Siapa Margaret Keane?

Berkeliling Eropa sampai belajar di sekolah seni Beaux Arts selalu diumbar Walter kala menerangkan dari mana ia mendapat bakat seninya. Padahal, sebagaimana digambarkan dalam Big Eyes, Walter sebetulnya tak pernah bisa melukis. Bagaimana dengan Margaret?

Sayangnya, latar belakang Margaret sangat minim digambarkan dalam Big Eyes. Hanya ada dua penjelasan tentang masa lalunya, yakni ia tumbuh dalam lingkungan keluarga dengan ajaran Gereja Methodist dan pernah mengenyam studi seni di Watkins Art Institute di Nashville.

Baca juga: Zainal Beta, Sang Pelukis Tanah Air

Peggi Doris Hawkins alias Margaret Keane yang turut 'nongol' sebagai cameo di biopik Big Eyes (The Weinstein Company)

Margaret lahir di Nashville, Tennessee, Amerika Serikat pada 15 September 1927 dengan nama Peggy Doris Hawkins. Terutupnya keluarga membuat informasi mengenai latar belakang keluarganya cukup minim.

“Orangtuanya tercatat bernama David R. Hawkins, kelahiran Alabama dan Jessie J. Hawkins yang asli Tennessee. Kedua orangtuanya lahir di masa pergantian abad. David disebutkan mencari nafkah sebagai agen asuransi. Mereka tinggal di rumah sewa di Dyersburg dengan bulanan USD25 dolar,” tulis Cletus Nelson dan Adam Parfrey dalam Citizen Keane: The Big Lies Behind the Big Eyes.

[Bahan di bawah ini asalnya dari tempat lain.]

// Pool types

use soroban_sdk::{contracttype, Address};

pub use tideswap_position::{Position, PositionInfo};
pub use tideswap_tick::TickInfo;

/// Immutable pool configuration
#[contracttype]
#[derive(Clone, Debug)]
pub struct PoolConfig {
    /// Admin entitled to the protocol fee share
    pub admin: Address,
    /// First token (original order from initialization)
    pub token_a: Address,
    /// Second token (original order from initialization)
    pub token_b: Address,
    /// Trading fee in parts per million of input (e.g. 3000 = 0.30%)
    pub fee_ppm: u32,
    /// Protocol's share of the trading fee, in parts per million of the fee
    pub protocol_fee_ppm: u32,
}

/// Mutable pool state
#[contracttype]
#[derive(Clone, Debug)]
pub struct PoolState {
    /// Current sqrt price as Q64.64 fixed point
    pub sqrt_price_x64: u128,
    /// Current tick, consistent with sqrt_price_x64
    pub current_tick: i32,
    /// Liquidity of positions whose range contains the current tick
    pub liquidity: i128,
    /// Tick spacing for this pool
    pub tick_spacing: i32,
    /// Token0 address (sorted: token0 < token1)
    pub token0: Address,
    /// Token1 address
    pub token1: Address,
    /// Global fee growth per unit liquidity for token0 (Q64.64, wrapping)
    pub fee_growth_global_0: u128,
    /// Global fee growth per unit liquidity for token1
    pub fee_growth_global_1: u128,
    /// Accumulated protocol fees in token0
    pub protocol_fees_0: u128,
    /// Accumulated protocol fees in token1
    pub protocol_fees_1: u128,
}

/// Compact view consumed by the order schedulers
#[contracttype]
#[derive(Clone, Debug)]
pub struct PoolSnapshot {
    pub sqrt_price_x64: u128,
    pub current_tick: i32,
    pub liquidity: i128,
    pub tick_spacing: i32,
    pub token0: Address,
    pub token1: Address,
    pub fee_ppm: u32,
}

/// Result of a swap
#[contracttype]
#[derive(Clone, Debug)]
pub struct SwapResult {
    pub amount_in: i128,
    pub amount_out: i128,
    pub sqrt_price_x64: u128,
    pub current_tick: i32,
}
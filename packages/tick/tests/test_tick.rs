use std::cell::RefCell;
use std::collections::BTreeMap;

use soroban_sdk::Env;
use tideswap_tick::{
    cross_tick, find_next_initialized_tick, get_fee_growth_inside, is_valid_tick, update_tick,
    TickInfo,
};

struct TickMap {
    ticks: RefCell<BTreeMap<i32, TickInfo>>,
}

impl TickMap {
    fn new() -> Self {
        Self {
            ticks: RefCell::new(BTreeMap::new()),
        }
    }

    fn read(&self) -> impl Fn(&Env, i32) -> TickInfo + '_ {
        |_env, tick| self.ticks.borrow().get(&tick).cloned().unwrap_or_default()
    }

    fn write(&self) -> impl Fn(&Env, i32, &TickInfo) + '_ {
        |_env, tick, info| {
            self.ticks.borrow_mut().insert(tick, info.clone());
        }
    }
}

#[test]
fn test_update_tick_initializes_and_flips() {
    let env = Env::default();
    let map = TickMap::new();

    let flipped = update_tick(
        &env,
        map.read(),
        map.write(),
        100,
        0,
        1_000,
        0,
        0,
        0,
        false,
    );
    assert!(flipped, "first liquidity must flip the tick on");

    let info = map.read()(&env, 100);
    assert!(info.initialized);
    assert_eq!(info.liquidity_gross, 1_000);
    assert_eq!(info.liquidity_net, 1_000);
}

#[test]
fn test_update_tick_upper_negates_net() {
    let env = Env::default();
    let map = TickMap::new();

    update_tick(&env, map.read(), map.write(), 200, 0, 1_000, 0, 0, 0, true);

    let info = map.read()(&env, 200);
    assert_eq!(info.liquidity_gross, 1_000);
    assert_eq!(info.liquidity_net, -1_000);
}

#[test]
fn test_update_tick_seeds_outside_below_current() {
    let env = Env::default();
    let map = TickMap::new();

    // Tick at or below the current price inherits the global accumulators
    update_tick(&env, map.read(), map.write(), -50, 0, 500, 777, 888, 42, false);
    let info = map.read()(&env, -50);
    assert_eq!(info.fee_growth_outside_0, 777);
    assert_eq!(info.fee_growth_outside_1, 888);
    assert_eq!(info.seconds_outside, 42);

    // A tick above the current price starts from zero
    update_tick(&env, map.read(), map.write(), 50, 0, 500, 777, 888, 42, false);
    let info = map.read()(&env, 50);
    assert_eq!(info.fee_growth_outside_0, 0);
    assert_eq!(info.fee_growth_outside_1, 0);
    assert_eq!(info.seconds_outside, 0);
}

#[test]
fn test_update_tick_clears_when_empty() {
    let env = Env::default();
    let map = TickMap::new();

    update_tick(&env, map.read(), map.write(), 100, 0, 1_000, 0, 0, 0, false);
    let flipped = update_tick(&env, map.read(), map.write(), 100, 0, -1_000, 0, 0, 0, false);

    assert!(flipped, "removing the last liquidity must flip the tick off");
    let info = map.read()(&env, 100);
    assert!(!info.initialized);
    assert_eq!(info.liquidity_gross, 0);
    assert_eq!(info.liquidity_net, 0);
}

#[test]
fn test_update_tick_no_flip_on_partial_remove() {
    let env = Env::default();
    let map = TickMap::new();

    update_tick(&env, map.read(), map.write(), 100, 0, 1_000, 0, 0, 0, false);
    let flipped = update_tick(&env, map.read(), map.write(), 100, 0, -400, 0, 0, 0, false);

    assert!(!flipped);
    let info = map.read()(&env, 100);
    assert!(info.initialized);
    assert_eq!(info.liquidity_gross, 600);
}

#[test]
#[should_panic(expected = "tick liquidity underflow")]
fn test_update_tick_underflow_panics() {
    let env = Env::default();
    let map = TickMap::new();

    update_tick(&env, map.read(), map.write(), 100, 0, 500, 0, 0, 0, false);
    update_tick(&env, map.read(), map.write(), 100, 0, -600, 0, 0, 0, false);
}

#[test]
fn test_cross_tick_flips_outside() {
    let env = Env::default();
    let map = TickMap::new();

    update_tick(&env, map.read(), map.write(), 0, 10, 1_000, 100, 200, 5, false);

    let net = cross_tick(&env, map.read(), map.write(), 0, 500, 900, 60);
    assert_eq!(net, 1_000);

    let info = map.read()(&env, 0);
    assert_eq!(info.fee_growth_outside_0, 400);
    assert_eq!(info.fee_growth_outside_1, 700);
    assert_eq!(info.seconds_outside, 55);

    // Crossing back restores the original checkpoints
    cross_tick(&env, map.read(), map.write(), 0, 500, 900, 60);
    let info = map.read()(&env, 0);
    assert_eq!(info.fee_growth_outside_0, 100);
    assert_eq!(info.fee_growth_outside_1, 200);
    assert_eq!(info.seconds_outside, 5);
}

#[test]
fn test_find_next_initialized_tick() {
    let env = Env::default();
    let map = TickMap::new();

    update_tick(&env, map.read(), map.write(), -120, 0, 1_000, 0, 0, 0, false);
    update_tick(&env, map.read(), map.write(), 180, 0, 1_000, 0, 0, 0, true);

    // Upward search from tick 5 with spacing 60 lands on 180
    let up = find_next_initialized_tick(&env, map.read(), 5, 60, false);
    assert_eq!(up, 180);

    // Downward search lands on -120
    let down = find_next_initialized_tick(&env, map.read(), 5, 60, true);
    assert_eq!(down, -120);
}

#[test]
fn test_find_next_initialized_tick_none_found() {
    let env = Env::default();
    let map = TickMap::new();

    let tick = find_next_initialized_tick(&env, map.read(), 1_000, 60, false);
    assert_eq!(tick, 1_000, "no initialized tick returns the current tick");
}

#[test]
fn test_fee_growth_inside_range_containing_price() {
    let env = Env::default();
    let map = TickMap::new();

    // Fresh ticks around the current price: all growth counts as inside
    update_tick(&env, map.read(), map.write(), -60, 0, 1_000, 0, 0, 0, false);
    update_tick(&env, map.read(), map.write(), 60, 0, 1_000, 0, 0, 0, true);

    let (inside_0, inside_1) =
        get_fee_growth_inside(&env, map.read(), -60, 60, 0, 5_000, 7_000);
    assert_eq!(inside_0, 5_000);
    assert_eq!(inside_1, 7_000);
}

#[test]
fn test_fee_growth_inside_price_below_range() {
    let env = Env::default();
    let map = TickMap::new();

    // Price below the range: growth since checkpointing stays outside
    update_tick(&env, map.read(), map.write(), 60, -10, 1_000, 3_000, 0, 0, false);
    update_tick(&env, map.read(), map.write(), 120, -10, 1_000, 3_000, 0, 0, true);

    let (inside_0, _) = get_fee_growth_inside(&env, map.read(), 60, 120, -10, 9_000, 0);
    assert_eq!(inside_0, 0, "growth below the range is not inside");
}

#[test]
fn test_fee_growth_inside_wrapping() {
    let env = Env::default();
    let map = TickMap::new();

    update_tick(
        &env,
        map.read(),
        map.write(),
        -60,
        0,
        1_000,
        u128::MAX - 10,
        0,
        0,
        false,
    );
    update_tick(
        &env,
        map.read(),
        map.write(),
        60,
        0,
        1_000,
        u128::MAX - 10,
        0,
        0,
        true,
    );

    // Global wrapped past zero; inside growth still differences correctly
    let (inside_0, _) = get_fee_growth_inside(&env, map.read(), -60, 60, 0, 30, 0);
    assert_eq!(inside_0, 41);
}

#[test]
fn test_is_valid_tick() {
    assert!(is_valid_tick(0));
    assert!(is_valid_tick(443_636));
    assert!(is_valid_tick(-443_636));
    assert!(!is_valid_tick(443_637));
    assert!(!is_valid_tick(-443_637));
}
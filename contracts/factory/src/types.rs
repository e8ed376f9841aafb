//! Factory type definitions

use soroban_sdk::{contracttype, Address};

/// Factory configuration
#[contracttype]
#[derive(Clone, Debug)]
pub struct FactoryConfig {
    pub admin: Address,
}

/// Registry entry for a pool
#[contracttype]
#[derive(Clone, Debug)]
pub struct PoolInfo {
    pub pool: Address,
    pub token0: Address,
    pub token1: Address,
    pub fee_ppm: u32,
    pub registered_at: u32,
}
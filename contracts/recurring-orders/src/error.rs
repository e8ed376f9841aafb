// Recurring order errors

use soroban_sdk::contracterror;

#[contracterror]
#[derive(Copy, Clone, Debug, Eq, PartialEq, PartialOrd, Ord)]
#[repr(u32)]
pub enum RecurringOrderError {
    // Initialization errors (4000-4099)
    AlreadyInitialized = 4000,
    NotInitialized = 4001,

    // Validation errors (4100-4199)
    InvalidTokenPair = 4100,
    InvalidAmount = 4101,
    InvalidPrice = 4102,
    InvalidInterval = 4103,
    InvalidExecutionCount = 4104,
    InvalidSide = 4105,

    // Lifecycle errors (4200-4299)
    OrderNotFound = 4200,
    OrderNotActive = 4201,
}
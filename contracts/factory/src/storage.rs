// Factory storage

use soroban_sdk::{contracttype, Address, Env};

use crate::types::{FactoryConfig, PoolInfo};

// ============================================================
// STORAGE KEYS
// ============================================================

#[contracttype]
pub enum FactoryDataKey {
    Config,
    Initialized,
    PoolCount,
    Pool(Address, Address, u32),
    PoolInfo(Address),
    PoolByIndex(u32),
}

// ============================================================
// TTL CONFIGURATION
// ============================================================

const PERSISTENT_LIFETIME: u32 = 6_307_200;
const PERSISTENT_BUMP: u32 = 6_307_200;

fn extend_ttl(env: &Env, key: &FactoryDataKey) {
    env.storage()
        .persistent()
        .extend_ttl(key, PERSISTENT_LIFETIME, PERSISTENT_BUMP);
}

// ============================================================
// INITIALIZATION
// ============================================================

pub fn factory_is_initialized(env: &Env) -> bool {
    env.storage()
        .persistent()
        .has(&FactoryDataKey::Initialized)
}

pub fn factory_set_initialized(env: &Env) {
    env.storage()
        .persistent()
        .set(&FactoryDataKey::Initialized, &true);
    extend_ttl(env, &FactoryDataKey::Initialized);
}

// ============================================================
// FACTORY CONFIG
// ============================================================

pub fn write_factory_config(env: &Env, config: &FactoryConfig) {
    env.storage()
        .persistent()
        .set(&FactoryDataKey::Config, config);
    extend_ttl(env, &FactoryDataKey::Config);
}

pub fn read_factory_config(env: &Env) -> FactoryConfig {
    env.storage()
        .persistent()
        .get(&FactoryDataKey::Config)
        .expect("factory not initialized")
}

// ============================================================
// POOL REGISTRY
// ============================================================

/// Canonical pair key: tokens ordered so both (a, b) and (b, a) resolve to
/// the same pool
pub fn pair_key(token_a: &Address, token_b: &Address) -> (Address, Address) {
    if token_a < token_b {
        (token_a.clone(), token_b.clone())
    } else {
        (token_b.clone(), token_a.clone())
    }
}

pub fn pool_exists(env: &Env, token_a: &Address, token_b: &Address, fee_ppm: u32) -> bool {
    let (t0, t1) = pair_key(token_a, token_b);
    env.storage()
        .persistent()
        .has(&FactoryDataKey::Pool(t0, t1, fee_ppm))
}

pub fn read_pool_address(
    env: &Env,
    token_a: &Address,
    token_b: &Address,
    fee_ppm: u32,
) -> Option<Address> {
    let (t0, t1) = pair_key(token_a, token_b);
    env.storage()
        .persistent()
        .get(&FactoryDataKey::Pool(t0, t1, fee_ppm))
}

pub fn write_pool(env: &Env, token_a: &Address, token_b: &Address, info: &PoolInfo) {
    let (t0, t1) = pair_key(token_a, token_b);

    let pair = FactoryDataKey::Pool(t0, t1, info.fee_ppm);
    env.storage().persistent().set(&pair, &info.pool);
    extend_ttl(env, &pair);

    let by_pool = FactoryDataKey::PoolInfo(info.pool.clone());
    env.storage().persistent().set(&by_pool, info);
    extend_ttl(env, &by_pool);

    let index = read_pool_count(env);
    let by_index = FactoryDataKey::PoolByIndex(index);
    env.storage().persistent().set(&by_index, &info.pool);
    extend_ttl(env, &by_index);

    write_pool_count(env, index + 1);
}

pub fn read_pool_info(env: &Env, pool: &Address) -> Option<PoolInfo> {
    env.storage()
        .persistent()
        .get(&FactoryDataKey::PoolInfo(pool.clone()))
}

pub fn read_pool_by_index(env: &Env, index: u32) -> Option<Address> {
    env.storage()
        .persistent()
        .get(&FactoryDataKey::PoolByIndex(index))
}

pub fn read_pool_count(env: &Env) -> u32 {
    env.storage()
        .persistent()
        .get(&FactoryDataKey::PoolCount)
        .unwrap_or(0)
}

fn write_pool_count(env: &Env, count: u32) {
    env.storage()
        .persistent()
        .set(&FactoryDataKey::PoolCount, &count);
    extend_ttl(env, &FactoryDataKey::PoolCount);
}
use soroban_sdk::{
    testutils::{Address as _, Ledger},
    token::{StellarAssetClient, TokenClient},
    Address, Env,
};
use tideswap_factory::{TideswapFactory, TideswapFactoryClient};
use tideswap_grid_orders::{TideswapGridOrders, TideswapGridOrdersClient};
use tideswap_math::get_sqrt_ratio_at_tick;
use tideswap_pool::{TideswapPool, TideswapPoolClient};

pub const FEE_PPM: u32 = 3000;
pub const TICK_SPACING: i32 = 60;

pub struct Market<'a> {
    pub factory: TideswapFactoryClient<'a>,
    pub pool: TideswapPoolClient<'a>,
    pub grids: TideswapGridOrdersClient<'a>,
    pub admin: Address,
    pub token0: Address,
    pub token1: Address,
}

/// Factory + pool at price 1.0 with deep liquidity + grid scheduler
pub fn setup_market(env: &Env) -> Market<'_> {
    let admin = Address::generate(env);
    let token_a = create_token(env, &admin);
    let token_b = create_token(env, &admin);

    let pool_id = env.register_contract(None, TideswapPool);
    let pool = TideswapPoolClient::new(env, &pool_id);
    pool.initialize(
        &admin,
        &token_a,
        &token_b,
        &FEE_PPM,
        &0u32,
        &(1u128 << 64),
        &TICK_SPACING,
    );
    let state = pool.get_pool_state();

    let factory_id = env.register_contract(None, TideswapFactory);
    let factory = TideswapFactoryClient::new(env, &factory_id);
    factory.initialize(&admin);
    factory.register_pool(&state.token0, &state.token1, &FEE_PPM, &pool_id);

    let grids_id = env.register_contract(None, TideswapGridOrders);
    let grids = TideswapGridOrdersClient::new(env, &grids_id);
    grids.initialize(&factory_id);

    let lp = Address::generate(env);
    mint_tokens(env, &state.token0, &lp, 1_000_000_000_000);
    mint_tokens(env, &state.token1, &lp, 1_000_000_000_000);
    pool.mint(&lp, &lp, &-6000, &6000, &10_000_000_000i128);

    Market {
        factory,
        pool,
        grids,
        admin,
        token0: state.token0,
        token1: state.token1,
    }
}

pub fn create_token(env: &Env, admin: &Address) -> Address {
    env.register_stellar_asset_contract_v2(admin.clone()).address()
}

pub fn mint_tokens(env: &Env, token: &Address, to: &Address, amount: i128) {
    StellarAssetClient::new(env, token).mint(to, &amount);
}

pub fn balance(env: &Env, token: &Address, who: &Address) -> i128 {
    TokenClient::new(env, token).balance(who)
}

/// Move the pool price onto the given tick with a small nudge swap
pub fn move_price_to_tick(env: &Env, market: &Market, tick: i32) {
    let target = get_sqrt_ratio_at_tick(tick);
    let current = market.pool.get_sqrt_price();
    if target == current {
        return;
    }

    let trader = Address::generate(env);
    mint_tokens(env, &market.token0, &trader, 1_000_000_000);
    mint_tokens(env, &market.token1, &trader, 1_000_000_000);

    let zero_for_one = target < current;
    market
        .pool
        .swap(&trader, &trader, &zero_for_one, &1_000i128, &target, &0i128);
}

pub fn set_sequence(env: &Env, sequence: u32) {
    env.ledger().with_mut(|info| info.sequence_number = sequence);
}
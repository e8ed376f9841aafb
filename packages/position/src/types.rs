use soroban_sdk::contracttype;

/// Per-owner, per-range liquidity position
#[contracttype]
#[derive(Clone, Debug)]
pub struct Position {
    pub liquidity: i128,
    pub fee_growth_inside_last_0: u128,
    pub fee_growth_inside_last_1: u128,
    pub tokens_owed_0: u128,
    pub tokens_owed_1: u128,
}

impl Default for Position {
    fn default() -> Self {
        Self {
            liquidity: 0,
            fee_growth_inside_last_0: 0,
            fee_growth_inside_last_1: 0,
            tokens_owed_0: 0,
            tokens_owed_1: 0,
        }
    }
}

/// Read-only position summary returned by pool views
#[contracttype]
#[derive(Clone, Debug)]
pub struct PositionInfo {
    pub liquidity: i128,
    pub amount0: i128,
    pub amount1: i128,
    pub fees_owed_0: u128,
    pub fees_owed_1: u128,
}

impl Default for PositionInfo {
    fn default() -> Self {
        Self {
            liquidity: 0,
            amount0: 0,
            amount1: 0,
            fees_owed_0: 0,
            fees_owed_1: 0,
        }
    }
}
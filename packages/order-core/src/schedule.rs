// Self-rescheduling state returned by trigger handlers

use soroban_sdk::{contracttype, Env};

/// What a trigger pass wants to happen next.
///
/// An armed wake asks the keeper to call again at `target_ledger`; a
/// disarmed one means no live work remains and the scheduler sleeps until
/// new orders arrive.
#[contracttype]
#[derive(Clone, Copy, Debug, PartialEq, Eq)]
pub struct NextWake {
    pub armed: bool,
    pub target_ledger: u32,
}

impl NextWake {
    pub fn at(target_ledger: u32) -> Self {
        Self {
            armed: true,
            target_ledger,
        }
    }

    pub fn idle() -> Self {
        Self {
            armed: false,
            target_ledger: 0,
        }
    }

    /// Earlier of two wakes; anything armed beats idle
    pub fn soonest(self, other: NextWake) -> NextWake {
        match (self.armed, other.armed) {
            (true, true) => {
                if self.target_ledger <= other.target_ledger {
                    self
                } else {
                    other
                }
            }
            (true, false) => self,
            (false, _) => other,
        }
    }
}

/// The next ledger sequence, the soonest a trigger can fire again
#[inline]
pub fn next_ledger(env: &Env) -> u32 {
    env.ledger().sequence().saturating_add(1)
}

/// Persist an armed wake through the caller's trigger-state slot
pub fn arm(env: &Env, write_trigger: impl Fn(&Env, &NextWake), target_ledger: u32) -> NextWake {
    let wake = NextWake::at(target_ledger);
    write_trigger(env, &wake);
    wake
}

/// Persist a disarmed wake; the scheduler sleeps until new orders arrive
pub fn disarm(env: &Env, write_trigger: impl Fn(&Env, &NextWake)) -> NextWake {
    let wake = NextWake::idle();
    write_trigger(env, &wake);
    wake
}
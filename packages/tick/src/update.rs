// Tick update and crossing logic

use crate::types::TickInfo;
use soroban_sdk::Env;
use tideswap_math::{
    constants::{MAX_LIQUIDITY_PER_TICK, MAX_TICK, MAX_TICK_SEARCH_STEPS, MIN_TICK},
    snap_tick_to_spacing,
};

/// Apply a liquidity delta to one boundary tick of a position.
///
/// Returns true when the tick flipped between initialized and empty, so the
/// caller can maintain any derived bookkeeping. When a tick is initialized
/// while the current price is at or above it, its outside accumulators are
/// seeded with the globals so fee-growth-inside differencing stays consistent.
pub fn update_tick(
    env: &Env,
    read_tick: impl Fn(&Env, i32) -> TickInfo,
    write_tick: impl Fn(&Env, i32, &TickInfo),
    tick: i32,
    current_tick: i32,
    liquidity_delta: i128,
    fee_growth_global_0: u128,
    fee_growth_global_1: u128,
    now: u64,
    upper: bool,
) -> bool {
    let mut info = read_tick(env, tick);

    let liquidity_gross_before = info.liquidity_gross;
    let liquidity_gross_after = match liquidity_gross_before.checked_add(liquidity_delta) {
        Some(after) => after,
        None => panic!("tick liquidity overflow"),
    };

    if liquidity_gross_after < 0 {
        panic!("tick liquidity underflow");
    }
    if liquidity_gross_after > MAX_LIQUIDITY_PER_TICK {
        panic!("tick liquidity exceeds maximum");
    }

    let flipped = (liquidity_gross_after == 0) != (liquidity_gross_before == 0);

    if liquidity_gross_before == 0 && liquidity_gross_after > 0 {
        if current_tick >= tick {
            info.fee_growth_outside_0 = fee_growth_global_0;
            info.fee_growth_outside_1 = fee_growth_global_1;
            info.seconds_outside = now;
        } else {
            info.fee_growth_outside_0 = 0;
            info.fee_growth_outside_1 = 0;
            info.seconds_outside = 0;
        }
        info.initialized = true;
    }

    info.liquidity_gross = liquidity_gross_after;

    if upper {
        info.liquidity_net = info.liquidity_net.saturating_sub(liquidity_delta);
    } else {
        info.liquidity_net = info.liquidity_net.saturating_add(liquidity_delta);
    }

    // An empty tick no longer bounds anything and can be re-seeded later
    if liquidity_gross_after == 0 {
        info.initialized = false;
        info.liquidity_net = 0;
    }

    write_tick(env, tick, &info);

    flipped
}

/// Cross a tick boundary during a price move.
///
/// Flips the outside accumulators to the other side of the tick and returns
/// the net liquidity change to apply (left-to-right sign convention; the
/// caller negates for right-to-left crossings).
pub fn cross_tick(
    env: &Env,
    read_tick: impl Fn(&Env, i32) -> TickInfo,
    write_tick: impl Fn(&Env, i32, &TickInfo),
    tick: i32,
    fee_growth_global_0: u128,
    fee_growth_global_1: u128,
    now: u64,
) -> i128 {
    let mut info = read_tick(env, tick);

    info.fee_growth_outside_0 = fee_growth_global_0.wrapping_sub(info.fee_growth_outside_0);
    info.fee_growth_outside_1 = fee_growth_global_1.wrapping_sub(info.fee_growth_outside_1);
    info.seconds_outside = now.wrapping_sub(info.seconds_outside);

    write_tick(env, tick, &info);

    info.liquidity_net
}

/// Find the next initialized tick at or beyond one spacing away in the given
/// direction. Returns the current tick unchanged when nothing is found within
/// the search bound.
pub fn find_next_initialized_tick(
    env: &Env,
    read_tick: impl Fn(&Env, i32) -> TickInfo,
    current_tick: i32,
    tick_spacing: i32,
    zero_for_one: bool,
) -> i32 {
    if tick_spacing <= 0 {
        return current_tick;
    }

    let step = if zero_for_one {
        -tick_spacing
    } else {
        tick_spacing
    };

    let mut tick = snap_tick_to_spacing(current_tick, tick_spacing);
    tick = tick.saturating_add(step);

    for _ in 0..MAX_TICK_SEARCH_STEPS {
        if !(MIN_TICK..=MAX_TICK).contains(&tick) {
            return current_tick;
        }

        let info = read_tick(env, tick);

        if info.initialized && info.liquidity_gross > 0 {
            return tick;
        }

        tick = tick.saturating_add(step);
    }

    current_tick
}

/// Check that a tick is inside the supported range
#[inline]
pub fn is_valid_tick(tick: i32) -> bool {
    (MIN_TICK..=MAX_TICK).contains(&tick)
}
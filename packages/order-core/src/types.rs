use soroban_sdk::contracttype;

/// Direction of an automated order, expressed against token0
#[contracttype]
#[derive(Clone, Copy, Debug, PartialEq, Eq)]
pub enum OrderSide {
    /// Acquire token0 with token1
    Buy,
    /// Dispose of token0 for token1
    Sell,
}

/// Swap direction through the pool for a given order side.
///
/// A sell pushes the price down (token0 in), a buy pushes it up (token1 in).
#[inline]
pub fn zero_for_one_for_side(side: OrderSide) -> bool {
    matches!(side, OrderSide::Sell)
}

/// Whether the pool price has reached an order's limit.
///
/// A buy triggers at or below its limit, a sell at or above it. Comparing
/// sqrt prices is equivalent to comparing prices since the square root is
/// monotonic.
pub fn price_condition_met(side: OrderSide, current_sqrt_price: u128, limit_sqrt_price: u128) -> bool {
    match side {
        OrderSide::Buy => current_sqrt_price <= limit_sqrt_price,
        OrderSide::Sell => current_sqrt_price >= limit_sqrt_price,
    }
}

Baca juga: Misteri Kematian Pelukis Frida Kahlo

Margaret kecil merupakan gadis pemalu dan introvert. Ia sering sakit-sakitan dan seperti yang digambarkan dalam film, telinga kirinya pernah tuli sementara setelah menjalani operasi mastoid (infeksi tonjolan telinga) pada usia dua tahun. Maka itu ia hanya mengandalkan tatapan mata kala berkomunikasi dengan orang lain.

“Cukup lama ia tuli pada telinga kirinya dan seraya merenung secara spiritual, di masa itu juga Margaret menemukan dan mengembangkan obsesinya. Pada wawancara tahun 2012 ia mengatakan: ‘Saya selalu senang melukis. Saat kecil saya selalu menggambar’,” imbuh Nelson dan Parfrey.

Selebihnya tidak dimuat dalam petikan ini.